Sheikh Salahuddin

Personal information
- Full name: Sheikh Salahuddin Ahmed
- Born: 10 February 1969 Rajapur, Khulna, East Pakistan
- Died: 29 October 2013 (aged 44) Khulna, Bangladesh
- Batting: Right-handed
- Bowling: Right-arm offbreak

International information
- National side: Bangladesh;
- ODI debut (cap 32): 16 July 1997 v Pakistan
- Last ODI: 15 October 1997 v Kenya

Career statistics
| Competition | ODI | FC | LA |
| Matches | 6 | 28 | 35 |
| Runs scored | 24 | 881 | 367 |
| Batting average | 12 | 19.15 | 14.11 |
| 100s/50s | 0/0 | 0/7 | 0/0 |
| Top score | 12 | 96 | 43 |
| Balls bowled | 246 | 532 | 768 |
| Wickets | 4 | 5 | 16 |
| Bowling average | 62.25 | 46.80 | 44.56 |
| 5 wickets in innings | 0 | 0 | 0 |
| 10 wickets in match | 0 | 0 | 0 |
| Best bowling | 2/48 | 1/0 | 4/41 |
| Catches/stumpings | 0/– | 22/– | 7/– |
- Source: CricInfo, 6 December 2023

= Sheikh Salahuddin (cricketer) =

Bangladeshi cricketer (1969–2013)

Sheikh Salahuddin Ahmed (10 February 1969 – 29 October 2013) was a Bangladeshi international cricketer.
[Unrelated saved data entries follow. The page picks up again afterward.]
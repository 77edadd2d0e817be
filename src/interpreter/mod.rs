//! Tree-walking interpreter module.
//!
//! Executes a checked program directly over the AST. Runtime values are
//! 32-bit integers and booleans, variables live in an `Environment<Value>`
//! and calls run in a fresh frame rooted at the global frame. Output goes to
//! any `std::io::Write` sink.

pub mod interpreter;
pub mod value;

#[cfg(test)]
mod tests;
//! Lexical analysis module for the compiler.
//!
//! This module contains the lexer (tokenizer) that converts source code
//! into a stream of tokens for parsing. It handles:
//!
//! - Tokenization of source code using an ordered table of regex patterns
//! - Recognition of keywords, identifiers, literals, and operators
//! - Line and column tracking for error reporting
//! - Comments and whitespace handling

pub mod lexer;
pub mod tokens;

#[cfg(test)]
mod tests;
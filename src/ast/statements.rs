use super::{expressions::Expr, types::VarType};

#[derive(Debug, Clone, PartialEq)]
pub struct Parameter {
    pub name: String,
    pub var_type: VarType,
}

/// A function declaration. Kept as its own struct so the function tables can
/// hold references to it.
#[derive(Debug, Clone, PartialEq)]
pub struct FunctionDecl {
    pub name: String,
    pub return_type: VarType,
    pub parameters: Vec<Parameter>,
    pub body: Vec<Stmt>,
    pub line: u32,
}

impl FunctionDecl {
    pub fn parameter_types(&self) -> Vec<VarType> {
        self.parameters.iter().map(|p| p.var_type).collect()
    }
}

#[derive(Debug, Clone, PartialEq)]
pub enum Stmt {
    Block {
        body: Vec<Stmt>,
        line: u32,
    },
    Var {
        name: String,
        var_type: VarType,
        initializer: Option<Expr>,
        line: u32,
    },
    Assign {
        name: String,
        value: Expr,
        line: u32,
    },
    If {
        condition: Expr,
        then_branch: Box<Stmt>,
        else_branch: Option<Box<Stmt>>,
        line: u32,
    },
    While {
        condition: Expr,
        body: Box<Stmt>,
        line: u32,
    },
    Return {
        value: Option<Expr>,
        line: u32,
    },
    Print {
        expression: Expr,
        line: u32,
    },
    Expression {
        expression: Expr,
        line: u32,
    },
    Function(FunctionDecl),
}

impl Stmt {
    pub fn line(&self) -> u32 {
        match self {
            Stmt::Block { line, .. }
            | Stmt::Var { line, .. }
            | Stmt::Assign { line, .. }
            | Stmt::If { line, .. }
            | Stmt::While { line, .. }
            | Stmt::Return { line, .. }
            | Stmt::Print { line, .. }
            | Stmt::Expression { line, .. } => *line,
            Stmt::Function(function) => function.line,
        }
    }
}
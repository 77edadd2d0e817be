use crate::{
    ast::{
        statements::{FunctionDecl, Parameter, Stmt},
        types::VarType,
    },
    errors::errors::{Error, ErrorImpl},
    lexer::tokens::TokenKind,
    parser::expr::parse_expr,
};

use super::parser::Parser;

const MAX_PARAMETERS: usize = 255;

const TYPE_KINDS: [TokenKind; 2] = [TokenKind::Int, TokenKind::Bool];

pub fn parse_stmt(parser: &mut Parser) -> Result<Stmt, Error> {
    let handler = parser
        .get_stmt_lookup()
        .get(&parser.current_token_kind())
        .copied();
    if let Some(handler) = handler {
        return handler(parser);
    }

    if parser.check(&[TokenKind::Identifier]) && parser.check_next(TokenKind::Assignment) {
        return parse_assignment_stmt(parser);
    }

    parse_expression_stmt(parser)
}

fn parse_expression_stmt(parser: &mut Parser) -> Result<Stmt, Error> {
    let expression = parse_expr(parser)?;
    parser.expect(&[TokenKind::Semicolon], "Expect ';' after expression.")?;

    Ok(Stmt::Expression {
        line: expression.line(),
        expression,
    })
}

fn parse_assignment_stmt(parser: &mut Parser) -> Result<Stmt, Error> {
    let name = parser.advance().clone();
    parser.advance();

    let value = parse_expr(parser)?;
    parser.expect(&[TokenKind::Semicolon], "Expect ';' after expression.")?;

    Ok(Stmt::Assign {
        line: name.line(),
        name: name.lexeme,
        value,
    })
}

/// Parses the statements of a block up to and including the closing `}`.
/// The opening `{` must already be consumed.
fn parse_block_body(parser: &mut Parser) -> Result<Vec<Stmt>, Error> {
    let mut body = vec![];

    while !parser.check(&[TokenKind::CloseCurly]) && !parser.is_at_end() {
        body.push(parse_stmt(parser)?);
    }

    parser.expect(&[TokenKind::CloseCurly], "Expect '}' after block.")?;
    Ok(body)
}

pub fn parse_block_stmt(parser: &mut Parser) -> Result<Stmt, Error> {
    let line = parser.advance().line();
    let body = parse_block_body(parser)?;

    Ok(Stmt::Block { body, line })
}

pub fn parse_fn_decl_stmt(parser: &mut Parser) -> Result<Stmt, Error> {
    parser.advance();

    let return_type = parse_type(parser, "Expect type name")?;
    let name = parser.expect(&[TokenKind::Identifier], "Expect function name.")?;
    parser.expect(&[TokenKind::OpenParen], "Expect '(' after function name.")?;

    let mut parameters = vec![];
    if !parser.check(&[TokenKind::CloseParen]) {
        loop {
            if parameters.len() >= MAX_PARAMETERS {
                return Err(Error::new(
                    ErrorImpl::ExpectedToken {
                        message: format!("Cannot have more than {} parameters.", MAX_PARAMETERS),
                    },
                    parser.get_position(),
                ));
            }

            let var_type = parse_type(parser, "Expect type name")?;
            let param = parser.expect(&[TokenKind::Identifier], "Expect parameter name.")?;
            parameters.push(Parameter {
                name: param.lexeme,
                var_type,
            });

            if !parser.check_and_advance(&[TokenKind::Comma]) {
                break;
            }
        }
    }

    parser.expect(&[TokenKind::CloseParen], "Expect ')' after parameters.")?;
    parser.expect(&[TokenKind::OpenCurly], "Expect '{' before function body.")?;
    let body = parse_block_body(parser)?;

    Ok(Stmt::Function(FunctionDecl {
        line: name.line(),
        name: name.lexeme,
        return_type,
        parameters,
        body,
    }))
}

pub fn parse_print_stmt(parser: &mut Parser) -> Result<Stmt, Error> {
    parser.advance();

    let expression = parse_expr(parser)?;
    parser.expect(&[TokenKind::Semicolon], "Expect ';' after value.")?;

    Ok(Stmt::Print {
        line: expression.line(),
        expression,
    })
}

pub fn parse_if_stmt(parser: &mut Parser) -> Result<Stmt, Error> {
    parser.advance();

    parser.expect(&[TokenKind::OpenParen], "Expect '(' after 'if'.")?;
    let condition = parse_expr(parser)?;
    parser.expect(&[TokenKind::CloseParen], "Expect ')' after if condition.")?;

    let then_branch = Box::new(parse_stmt(parser)?);
    let else_branch = if parser.check_and_advance(&[TokenKind::Else]) {
        Some(Box::new(parse_stmt(parser)?))
    } else {
        None
    };

    Ok(Stmt::If {
        line: condition.line(),
        condition,
        then_branch,
        else_branch,
    })
}

pub fn parse_return_stmt(parser: &mut Parser) -> Result<Stmt, Error> {
    let line = parser.advance().line();

    let value = if parser.check(&[TokenKind::Semicolon]) {
        None
    } else {
        Some(parse_expr(parser)?)
    };
    parser.expect(&[TokenKind::Semicolon], "Expect ';' after return value.")?;

    Ok(Stmt::Return { value, line })
}

pub fn parse_var_decl_stmt(parser: &mut Parser) -> Result<Stmt, Error> {
    let var_type = parse_type(parser, "Expect type name")?;
    let name = parser.expect(&[TokenKind::Identifier], "Expect variable name.")?;

    let initializer = if parser.check_and_advance(&[TokenKind::Assignment]) {
        Some(parse_expr(parser)?)
    } else {
        None
    };
    parser.expect(
        &[TokenKind::Semicolon],
        "Expect ';' after variable declaration.",
    )?;

    Ok(Stmt::Var {
        line: name.line(),
        name: name.lexeme,
        var_type,
        initializer,
    })
}

pub fn parse_while_stmt(parser: &mut Parser) -> Result<Stmt, Error> {
    parser.advance();

    parser.expect(&[TokenKind::OpenParen], "Expect '(' after 'while'.")?;
    let condition = parse_expr(parser)?;
    parser.expect(&[TokenKind::CloseParen], "Expect ')' after condition.")?;

    let body = Box::new(parse_stmt(parser)?);

    Ok(Stmt::While {
        line: condition.line(),
        condition,
        body,
    })
}

fn parse_type(parser: &mut Parser, message: &str) -> Result<VarType, Error> {
    let token = parser.expect(&TYPE_KINDS, message)?;
    VarType::from_token_kind(token.kind).ok_or_else(|| {
        Error::new(
            ErrorImpl::ExpectedToken {
                message: String::from(message),
            },
            token.position,
        )
    })
}
use std::fmt::Display;

use crate::lexer::tokens::TokenKind;

/// Static type of a badlang expression or declaration.
///
/// `Error` is what the checker assigns to an expression it already reported
/// a problem for. It unifies with every type so a single mistake does not
/// produce a chain of follow-up diagnostics.
#[derive(Debug, Clone, Copy, PartialEq, Eq, Hash)]
pub enum VarType {
    Int,
    Bool,
    Error,
}

impl VarType {
    pub fn from_token_kind(kind: TokenKind) -> Option<VarType> {
        match kind {
            TokenKind::Int => Some(VarType::Int),
            TokenKind::Bool => Some(VarType::Bool),
            _ => None,
        }
    }

    /// Type equality with `Error` acting as a wildcard.
    pub fn is_compatible_with(&self, other: &VarType) -> bool {
        *self == VarType::Error || *other == VarType::Error || self == other
    }

    pub fn get_name(&self) -> &'static str {
        match self {
            VarType::Int => "int",
            VarType::Bool => "bool",
            VarType::Error => "error",
        }
    }
}

impl Display for VarType {
    fn fmt(&self, f: &mut std::fmt::Formatter<'_>) -> std::fmt::Result {
        write!(f, "{}", self.get_name())
    }
}
use lazy_static::lazy_static;
use std::{collections::HashMap, fmt::Display};

use crate::{ast::expressions::Literal, Position};

lazy_static! {
    pub static ref RESERVED_LOOKUP: HashMap<&'static str, TokenKind> = {
        let mut map = HashMap::new();
        map.insert("int", TokenKind::Int);
        map.insert("bool", TokenKind::Bool);
        map.insert("fun", TokenKind::Fun);
        map.insert("if", TokenKind::If);
        map.insert("else", TokenKind::Else);
        map.insert("while", TokenKind::While);
        map.insert("return", TokenKind::Return);
        map.insert("print", TokenKind::Print);
        map.insert("true", TokenKind::Boolean);
        map.insert("false", TokenKind::Boolean);
        map
    };
}

#[derive(Debug, PartialEq, Eq, Clone, Copy, Hash)]
pub enum TokenKind {
    EOF,
    Number,
    Boolean,
    Identifier,

    OpenParen,
    CloseParen,
    OpenCurly,
    CloseCurly,
    Comma,
    Semicolon,

    Assignment, // =
    Equals,     // ==
    Not,        // !
    NotEquals,  // !=

    Less,
    LessEquals,
    Greater,
    GreaterEquals,

    Or,
    And,

    Plus,
    Dash,
    Slash,
    Star,

    // Reserved
    Int,
    Bool,
    Fun,
    If,
    Else,
    While,
    Return,
    Print,
}

impl Display for TokenKind {
    fn fmt(&self, f: &mut std::fmt::Formatter<'_>) -> std::fmt::Result {
        write!(f, "{:?}", self)
    }
}

#[derive(Debug, Clone, PartialEq)]
pub struct Token {
    pub kind: TokenKind,
    pub lexeme: String,
    /// Parsed value for number and boolean tokens. A number that does not
    /// fit in 32 bits keeps `None` and is rejected by the parser.
    pub literal: Option<Literal>,
    pub position: Position,
}

impl Token {
    pub fn line(&self) -> u32 {
        self.position.line
    }

    pub fn column(&self) -> u32 {
        self.position.column
    }

    pub fn is_one_of_many(&self, kinds: &[TokenKind]) -> bool {
        kinds.contains(&self.kind)
    }
}

impl Display for Token {
    fn fmt(&self, f: &mut std::fmt::Formatter<'_>) -> std::fmt::Result {
        match &self.literal {
            Some(literal) => write!(
                f,
                "{} {} {} @{}:{}",
                self.kind,
                self.lexeme,
                literal,
                self.line(),
                self.column()
            ),
            None => write!(
                f,
                "{} {} @{}:{}",
                self.kind,
                self.lexeme,
                self.line(),
                self.column()
            ),
        }
    }
}
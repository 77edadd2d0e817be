use std::fmt::Display;

use crate::lexer::tokens::TokenKind;

use super::types::VarType;

/// A literal as written in the source.
#[derive(Debug, Clone, Copy, PartialEq, Eq)]
pub enum Literal {
    Int(i32),
    Bool(bool),
}

impl Literal {
    pub fn get_type(&self) -> VarType {
        match self {
            Literal::Int(_) => VarType::Int,
            Literal::Bool(_) => VarType::Bool,
        }
    }
}

impl Display for Literal {
    fn fmt(&self, f: &mut std::fmt::Formatter<'_>) -> std::fmt::Result {
        match self {
            Literal::Int(value) => write!(f, "{}", value),
            Literal::Bool(value) => write!(f, "{}", value),
        }
    }
}

#[derive(Debug, Clone, Copy, PartialEq, Eq, Hash)]
pub enum Operator {
    // Arithmetic
    Plus,
    Minus,
    Multiply,
    Divide,

    // Logical
    And,
    Or,
    Not,

    // Equality and relational
    Equal,
    NotEqual,
    Less,
    LessEqual,
    Greater,
    GreaterEqual,
}

impl Operator {
    pub fn from_token_kind(kind: TokenKind) -> Option<Operator> {
        match kind {
            TokenKind::Plus => Some(Operator::Plus),
            TokenKind::Dash => Some(Operator::Minus),
            TokenKind::Star => Some(Operator::Multiply),
            TokenKind::Slash => Some(Operator::Divide),
            TokenKind::And => Some(Operator::And),
            TokenKind::Or => Some(Operator::Or),
            TokenKind::Not => Some(Operator::Not),
            TokenKind::Equals => Some(Operator::Equal),
            TokenKind::NotEquals => Some(Operator::NotEqual),
            TokenKind::Less => Some(Operator::Less),
            TokenKind::LessEquals => Some(Operator::LessEqual),
            TokenKind::Greater => Some(Operator::Greater),
            TokenKind::GreaterEquals => Some(Operator::GreaterEqual),
            _ => None,
        }
    }

    pub fn get_symbol(&self) -> &'static str {
        match self {
            Operator::Plus => "+",
            Operator::Minus => "-",
            Operator::Multiply => "*",
            Operator::Divide => "/",
            Operator::And => "&&",
            Operator::Or => "||",
            Operator::Not => "!",
            Operator::Equal => "==",
            Operator::NotEqual => "!=",
            Operator::Less => "<",
            Operator::LessEqual => "<=",
            Operator::Greater => ">",
            Operator::GreaterEqual => ">=",
        }
    }
}

impl Display for Operator {
    fn fmt(&self, f: &mut std::fmt::Formatter<'_>) -> std::fmt::Result {
        write!(f, "{}", self.get_symbol())
    }
}

/// Expression node. Every variant records the source line it starts on.
#[derive(Debug, Clone, PartialEq)]
pub enum Expr {
    Binary {
        left: Box<Expr>,
        operator: Operator,
        right: Box<Expr>,
        line: u32,
    },
    Literal {
        value: Literal,
        line: u32,
    },
    Unary {
        operator: Operator,
        right: Box<Expr>,
        line: u32,
    },
    Variable {
        name: String,
        line: u32,
    },
    Call {
        name: String,
        arguments: Vec<Expr>,
        line: u32,
    },
}

impl Expr {
    pub fn line(&self) -> u32 {
        match self {
            Expr::Binary { line, .. }
            | Expr::Literal { line, .. }
            | Expr::Unary { line, .. }
            | Expr::Variable { line, .. }
            | Expr::Call { line, .. } => *line,
        }
    }
}

/// Compact prefix rendering, e.g. `+(1, *(2, 3))`. Used by tests to compare
/// tree shapes.
impl Display for Expr {
    fn fmt(&self, f: &mut std::fmt::Formatter<'_>) -> std::fmt::Result {
        match self {
            Expr::Binary {
                left,
                operator,
                right,
                ..
            } => write!(f, "{}({}, {})", operator, left, right),
            Expr::Literal { value, .. } => write!(f, "{}", value),
            Expr::Unary {
                operator, right, ..
            } => write!(f, "{}({})", operator, right),
            Expr::Variable { name, .. } => write!(f, "{}", name),
            Expr::Call {
                name, arguments, ..
            } => {
                write!(f, "{}(", name)?;
                for (i, argument) in arguments.iter().enumerate() {
                    if i > 0 {
                        write!(f, ", ")?;
                    }
                    write!(f, "{}", argument)?;
                }
                write!(f, ")")
            }
        }
    }
}
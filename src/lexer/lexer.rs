use lazy_static::lazy_static;
use regex::Regex;
use tracing::trace;

use crate::{
    ast::expressions::Literal,
    errors::errors::{Error, ErrorImpl},
    Position, MK_DEFAULT_HANDLER, MK_TOKEN,
};

use super::tokens::{Token, TokenKind, RESERVED_LOOKUP};

pub type RegexHandler = fn(&mut Lexer, &str);

pub struct RegexPattern {
    regex: Regex,
    handler: RegexHandler,
}

impl RegexPattern {
    fn new(pattern: &str, handler: RegexHandler) -> Self {
        RegexPattern {
            // Every pattern only ever matches at the cursor.
            regex: Regex::new(&format!("^(?:{})", pattern)).expect("lexer pattern must compile"),
            handler,
        }
    }
}

lazy_static! {
    // Order matters: two-character operators come before their one-character
    // prefixes and `//` before `/`.
    static ref PATTERNS: Vec<RegexPattern> = vec![
        RegexPattern::new("[a-zA-Z_][a-zA-Z0-9_]*", symbol_handler),
        RegexPattern::new("[0-9]+", number_handler),
        RegexPattern::new("\\s+", skip_handler),
        RegexPattern::new("//[^\\n]*", skip_handler),
        RegexPattern::new("==", MK_DEFAULT_HANDLER!(TokenKind::Equals, "==")),
        RegexPattern::new("!=", MK_DEFAULT_HANDLER!(TokenKind::NotEquals, "!=")),
        RegexPattern::new("<=", MK_DEFAULT_HANDLER!(TokenKind::LessEquals, "<=")),
        RegexPattern::new(">=", MK_DEFAULT_HANDLER!(TokenKind::GreaterEquals, ">=")),
        RegexPattern::new("&&", MK_DEFAULT_HANDLER!(TokenKind::And, "&&")),
        RegexPattern::new("\\|\\|", MK_DEFAULT_HANDLER!(TokenKind::Or, "||")),
        RegexPattern::new("=", MK_DEFAULT_HANDLER!(TokenKind::Assignment, "=")),
        RegexPattern::new("!", MK_DEFAULT_HANDLER!(TokenKind::Not, "!")),
        RegexPattern::new("<", MK_DEFAULT_HANDLER!(TokenKind::Less, "<")),
        RegexPattern::new(">", MK_DEFAULT_HANDLER!(TokenKind::Greater, ">")),
        RegexPattern::new("\\+", MK_DEFAULT_HANDLER!(TokenKind::Plus, "+")),
        RegexPattern::new("-", MK_DEFAULT_HANDLER!(TokenKind::Dash, "-")),
        RegexPattern::new("\\*", MK_DEFAULT_HANDLER!(TokenKind::Star, "*")),
        RegexPattern::new("/", MK_DEFAULT_HANDLER!(TokenKind::Slash, "/")),
        RegexPattern::new("\\(", MK_DEFAULT_HANDLER!(TokenKind::OpenParen, "(")),
        RegexPattern::new("\\)", MK_DEFAULT_HANDLER!(TokenKind::CloseParen, ")")),
        RegexPattern::new("\\{", MK_DEFAULT_HANDLER!(TokenKind::OpenCurly, "{")),
        RegexPattern::new("\\}", MK_DEFAULT_HANDLER!(TokenKind::CloseCurly, "}")),
        RegexPattern::new(",", MK_DEFAULT_HANDLER!(TokenKind::Comma, ",")),
        RegexPattern::new(";", MK_DEFAULT_HANDLER!(TokenKind::Semicolon, ";")),
    ];
}

pub struct Lexer {
    tokens: Vec<Token>,
    source: String,
    pos: usize,
    line: u32,
    column: u32,
}

impl Lexer {
    pub fn new(source: String) -> Lexer {
        Lexer {
            tokens: vec![],
            source,
            pos: 0,
            line: 1,
            column: 1,
        }
    }

    /// Moves the cursor past `text`, keeping line and column in step.
    pub fn advance_n(&mut self, text: &str) {
        for ch in text.chars() {
            if ch == '\n' {
                self.line += 1;
                self.column = 1;
            } else {
                self.column += 1;
            }
        }
        self.pos += text.len();
    }

    pub fn push(&mut self, token: Token) {
        self.tokens.push(token);
    }

    pub fn position(&self) -> Position {
        Position::new(self.line, self.column)
    }

    pub fn remainder(&self) -> &str {
        &self.source[self.pos..]
    }

    pub fn at_eof(&self) -> bool {
        self.pos >= self.source.len()
    }
}

fn number_handler(lexer: &mut Lexer, matched: &str) {
    let literal = matched.parse::<i32>().ok().map(Literal::Int);
    lexer.push(MK_TOKEN!(
        TokenKind::Number,
        matched.to_string(),
        literal,
        lexer.position()
    ));
    lexer.advance_n(matched);
}

fn skip_handler(lexer: &mut Lexer, matched: &str) {
    lexer.advance_n(matched);
}

fn symbol_handler(lexer: &mut Lexer, matched: &str) {
    match RESERVED_LOOKUP.get(matched) {
        Some(TokenKind::Boolean) => {
            let literal = Some(Literal::Bool(matched == "true"));
            lexer.push(MK_TOKEN!(
                TokenKind::Boolean,
                matched.to_string(),
                literal,
                lexer.position()
            ));
        }
        Some(kind) => {
            lexer.push(MK_TOKEN!(*kind, matched.to_string(), None, lexer.position()));
        }
        None => {
            lexer.push(MK_TOKEN!(
                TokenKind::Identifier,
                matched.to_string(),
                None,
                lexer.position()
            ));
        }
    }

    lexer.advance_n(matched);
}

/// Converts source text into tokens, always ending with an EOF token.
///
/// Fails on the first character no pattern recognises.
pub fn tokenize(source: &str) -> Result<Vec<Token>, Error> {
    let mut lex = Lexer::new(source.to_string());

    while !lex.at_eof() {
        let matched = PATTERNS.iter().find_map(|pattern| {
            pattern
                .regex
                .find(lex.remainder())
                .map(|found| (pattern.handler, found.as_str().to_string()))
        });

        match matched {
            Some((handler, text)) => handler(&mut lex, &text),
            None => {
                let token = lex
                    .remainder()
                    .chars()
                    .next()
                    .map(String::from)
                    .unwrap_or_default();
                return Err(Error::new(
                    ErrorImpl::UnrecognisedToken { token },
                    lex.position(),
                ));
            }
        }
    }

    let position = lex.position();
    lex.push(MK_TOKEN!(TokenKind::EOF, String::new(), None, position));
    trace!(count = lex.tokens.len(), "tokenized source");
    Ok(lex.tokens)
}
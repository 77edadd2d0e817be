//! Lexical scopes shared by the checker and the interpreter.
//!
//! `Environment<T>` is a chain of frames mapping names to a payload: the
//! checker stores a `VarType` per name, the interpreter a `Value`.
//! `FunctionTable<F>` is the single global function namespace.

pub mod environment;
use crate::{
    ast::{statements::Stmt, types::VarType},
    errors::errors::{Error, ErrorImpl},
};

use super::{
    compiler::Compiler,
    expr::{gen_expression, infer_type},
    frame::Location,
};

pub fn gen_statement(compiler: &mut Compiler, statement: &Stmt) -> Result<(), Error> {
    match statement {
        Stmt::Block { body, .. } => {
            compiler.frame.enter_scope();
            for stmt in body {
                gen_statement(compiler, stmt)?;
            }
            compiler.frame.exit_scope();
        }
        Stmt::Var {
            name,
            var_type,
            initializer,
            ..
        } => {
            match initializer {
                Some(initializer) => gen_expression(compiler, initializer)?,
                None => {
                    compiler.emit("li $t0, 0");
                    compiler.push("$t0");
                }
            }

            // The initializer must not see the new name.
            let location = if compiler.frame.is_main() && compiler.frame.at_top_level() {
                Location::Static(name.clone())
            } else {
                compiler.frame.declare_local(name, *var_type)
            };

            compiler.pop("$t0");
            compiler.emit(format!("sw $t0, {}", location.operand()));
        }
        Stmt::Assign { name, value, line } => {
            gen_expression(compiler, value)?;
            let slot = compiler.lookup_variable(name, *line)?;

            compiler.pop("$t0");
            compiler.emit(format!("sw $t0, {}", slot.location.operand()));
        }
        Stmt::If {
            condition,
            then_branch,
            else_branch,
            ..
        } => {
            let id = compiler.next_label_id();
            let else_label = format!("else_{}", id);
            let end_label = format!("endif_{}", id);

            gen_expression(compiler, condition)?;
            compiler.pop("$t0");
            compiler.emit(format!("beq $t0, $zero, {}", else_label));

            gen_scoped(compiler, then_branch)?;
            compiler.emit(format!("j {}", end_label));

            compiler.emit_label(&else_label);
            if let Some(else_branch) = else_branch {
                gen_scoped(compiler, else_branch)?;
            }
            compiler.emit_label(&end_label);
        }
        Stmt::While {
            condition, body, ..
        } => {
            let id = compiler.next_label_id();
            let start_label = format!("while_{}", id);
            let end_label = format!("endwhile_{}", id);

            compiler.emit_label(&start_label);
            gen_expression(compiler, condition)?;
            compiler.pop("$t0");
            compiler.emit(format!("beq $t0, $zero, {}", end_label));

            gen_scoped(compiler, body)?;
            compiler.emit(format!("j {}", start_label));
            compiler.emit_label(&end_label);
        }
        Stmt::Return { value, line } => {
            let Some(return_label) = compiler.frame.return_label.clone() else {
                return Err(Error::on_line(ErrorImpl::ReturnOutsideFunction, *line));
            };

            if let Some(value) = value {
                gen_expression(compiler, value)?;
                compiler.pop("$t0");
            }
            compiler.emit(format!("j {}", return_label));
        }
        Stmt::Print { expression, .. } => {
            let print_type = infer_type(compiler, expression)?;
            gen_expression(compiler, expression)?;

            if print_type == VarType::Bool {
                let label = format!("print_bool_{}", compiler.next_label_id());
                compiler.pop("$t0");
                compiler.emit("la $a0, bool_true");
                compiler.emit(format!("bne $t0, $zero, {}", label));
                compiler.emit("la $a0, bool_false");
                compiler.emit_label(&label);
                compiler.emit("li $v0, 4");
                compiler.emit("syscall");
            } else {
                compiler.pop("$a0");
                compiler.emit("li $v0, 1");
                compiler.emit("syscall");
                compiler.emit("la $a0, newline");
                compiler.emit("li $v0, 4");
                compiler.emit("syscall");
            }
        }
        Stmt::Expression { expression, .. } => {
            gen_expression(compiler, expression)?;
            // Discard the unused result.
            compiler.emit("addu $sp, $sp, 4");
        }
        // Functions are generated after `main`; nested ones never are.
        Stmt::Function(_) => {}
    }

    Ok(())
}

/// Generates `statement` inside a scope of its own.
fn gen_scoped(compiler: &mut Compiler, statement: &Stmt) -> Result<(), Error> {
    compiler.frame.enter_scope();
    let result = gen_statement(compiler, statement);
    compiler.frame.exit_scope();
    result
}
He was born in Rajapur, Khulna, and played in six One Day Internationals (ODIs) in 1997. He continued to play first-class cricket for Khulna Division until 2006.

Salahuddin died in October 2013 from a cardiac arrest. A minute of silence was held in his memory before the ODI between Bangladesh and New Zealand at Dhaka later on the same day.